### Assigned task
Produce an exact copy of the lines below, starting at the first and ending with the line containing "use crate::infra::util::pace;".

### Collected data entries
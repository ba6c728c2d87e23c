//! Model-file handling for forestjit.
//!
//! This crate owns everything that reads the serialized ensemble: descriptor
//! extraction from the text-format header, the tree parser that translates
//! the model into the unoptimized program form, and the objective table that
//! maps the header's objective name to an elementwise output transform.
//!
//! # Format Overview
//!
//! The supported model format is LightGBM's text format, which has three
//! sections:
//! 1. **Header**: `key=value` metadata (objective, feature count, class count)
//! 2. **Trees**: one `Tree=N` block per tree (splits, children, leaf values)
//! 3. **Footer**: feature importances and parameters, skipped during parsing

mod descriptor;
mod error;
mod frontend;
mod objective;
mod text;

pub mod testing;

pub use descriptor::ModelDescriptor;
pub use error::ModelParseError;
pub use frontend::{FrontendAdapter, TextModelFrontend};
pub use objective::Objective;
pub use text::{parse_descriptor, parse_forest};
use std::sync::Arc;

use futures::stream::{self, StreamExt};
use tracing::{info, warn};
use uuid::Uuid;

use pressroom_common::{DiscoveryConfig, DiscoveryResult, Target, TargetSpec};

use crate::cache::ResultCache;
use crate::discovery::Discovery;
use crate::infra::util::pace;
use crate::traits::{CacheStore, PageSession, SearchEngine, SemanticClassifier};

/// Entry point for discovery runs: cache check, orchestrator, cache write.
///
/// One `Scout` serves a whole batch. Page sessions are supplied per call
/// because a session holds mutable page state and must not be shared between
/// targets that run at the same time.
pub struct Scout {
    search: Arc<dyn SearchEngine>,
    classifier: Arc<dyn SemanticClassifier>,
    cache: ResultCache,
    config: DiscoveryConfig,
    run_id: Uuid,
}

impl Scout {
    pub fn new(
        search: Arc<dyn SearchEngine>,
        classifier: Arc<dyn SemanticClassifier>,
        store: Arc<dyn CacheStore>,
        config: DiscoveryConfig,
    ) -> Self {
        Self {
            search,
            classifier,
            cache: ResultCache::new(store, config.negative_cache),
            config,
            run_id: Uuid::new_v4(),
        }
    }

    /// Provenance id stamped on every cache entry this scout writes.
    pub fn run_id(&self) -> Uuid {
        self.run_id
    }

    pub fn cache(&self) -> &ResultCache {
        &self.cache
    }

    /// Discover the newsroom of one target. A cache hit returns without any
    /// search, navigation or classification call.
    pub async fn discover(&self, session: &dyn PageSession, target: &Target) -> DiscoveryResult {
        if let Some(entry) = self.cache.lookup(&target.domain).await {
            info!(
                domain = target.domain.as_str(),
                url = entry.matched_url.as_deref().unwrap_or(""),
                success = entry.success,
                "Cache hit"
            );
            return DiscoveryResult::from_cache(target.clone(), &entry);
        }

        let discovery = Discovery::new(
            self.search.as_ref(),
            session,
            self.classifier.as_ref(),
            &self.config,
        );
        let result = discovery.run(target).await;

        if let Err(e) = self.cache.store(&result, self.run_id).await {
            warn!(domain = target.domain.as_str(), error = %e, "Failed to cache discovery result");
        }
        result
    }

    /// Parse and discover. A malformed domain yields an error result and no
    /// strategy runs.
    pub async fn discover_spec(&self, session: &dyn PageSession, spec: &TargetSpec) -> DiscoveryResult {
        match Target::try_from(spec) {
            Ok(target) => self.discover(session, &target).await,
            Err(e) => {
                warn!(name = spec.name.as_str(), domain = spec.domain.as_str(), error = %e, "Skipping malformed target");
                DiscoveryResult::malformed(spec, &e)
            }
        }
    }

    /// Sequential batch over one session, pausing `inter_target_delay`
    /// between targets. Results are in input order.
    pub async fn run_batch(&self, session: &dyn PageSession, specs: &[TargetSpec]) -> Vec<DiscoveryResult> {
        let mut results = Vec::with_capacity(specs.len());
        for (i, spec) in specs.iter().enumerate() {
            if i > 0 {
                pace(self.config.inter_target_delay).await;
            }
            info!(index = i + 1, total = specs.len(), name = spec.name.as_str(), "Processing target");
            results.push(self.discover_spec(session, spec).await);
        }
        results
    }

    /// Up to `limit` targets at once, each on its own session from
    /// `make_session`. Results are in input order.
    pub async fn run_concurrent<F>(&self, specs: &[TargetSpec], limit: usize, make_session: F) -> Vec<DiscoveryResult>
    where
        F: Fn() -> anyhow::Result<Box<dyn PageSession>>,
    {
        let make_session = &make_session;
        let mut indexed: Vec<(usize, DiscoveryResult)> = stream::iter(specs.iter().enumerate())
            .map(|(i, spec)| async move {
                let target = match Target::try_from(spec) {
                    Ok(t) => t,
                    Err(e) => {
                        warn!(name = spec.name.as_str(), error = %e, "Skipping malformed target");
                        return (i, DiscoveryResult::malformed(spec, &e));
                    }
                };
                let result = match make_session() {
                    Ok(session) => self.discover(session.as_ref(), &target).await,
                    Err(e) => {
                        warn!(domain = target.domain.as_str(), error = %e, "Could not open page session");
                        DiscoveryResult::unattempted(target, format!("page session unavailable: {e:#}"))
                    }
                };
                (i, result)
            })
            .buffer_unordered(limit.max(1))
            .collect()
            .await;

        indexed.sort_by_key(|(i, _)| *i);
        indexed.into_iter().map(|(_, r)| r).collect()
    }
}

### Answer to the problem
repository ba6c728c2d87e23c
//! Model-file handling for forestjit.
//!
//! This crate owns everything that reads the serialized ensemble: descriptor
//! extraction from the text-format header, the tree parser that translates
//! the model into the unoptimized program form, and the objective table that
//! maps the header's objective name to an elementwise output transform.
//!
//! # Format Overview
//!
//! The supported model format is LightGBM's text format, which has three
//! sections:
//! 1. **Header**: `key=value` metadata (objective, feature count, class count)
//! 2. **Trees**: one `Tree=N` block per tree (splits, children, leaf values)
//! 3. **Footer**: feature importances and parameters, skipped during parsing

mod descriptor;
mod error;
mod frontend;
mod objective;
mod text;

pub mod testing;

pub use descriptor::ModelDescriptor;
pub use error::ModelParseError;
pub use frontend::{FrontendAdapter, TextModelFrontend};
pub use objective::Objective;
pub use text::{parse_descriptor, parse_forest};
use std::sync::Arc;

use futures::stream::{self, StreamExt};
use tracing::{info, warn};
use uuid::Uuid;

use pressroom_common::{DiscoveryConfig, DiscoveryResult, Target, TargetSpec};

use crate::cache::ResultCache;
use crate::discovery::Discovery;
use crate::infra::util::pace;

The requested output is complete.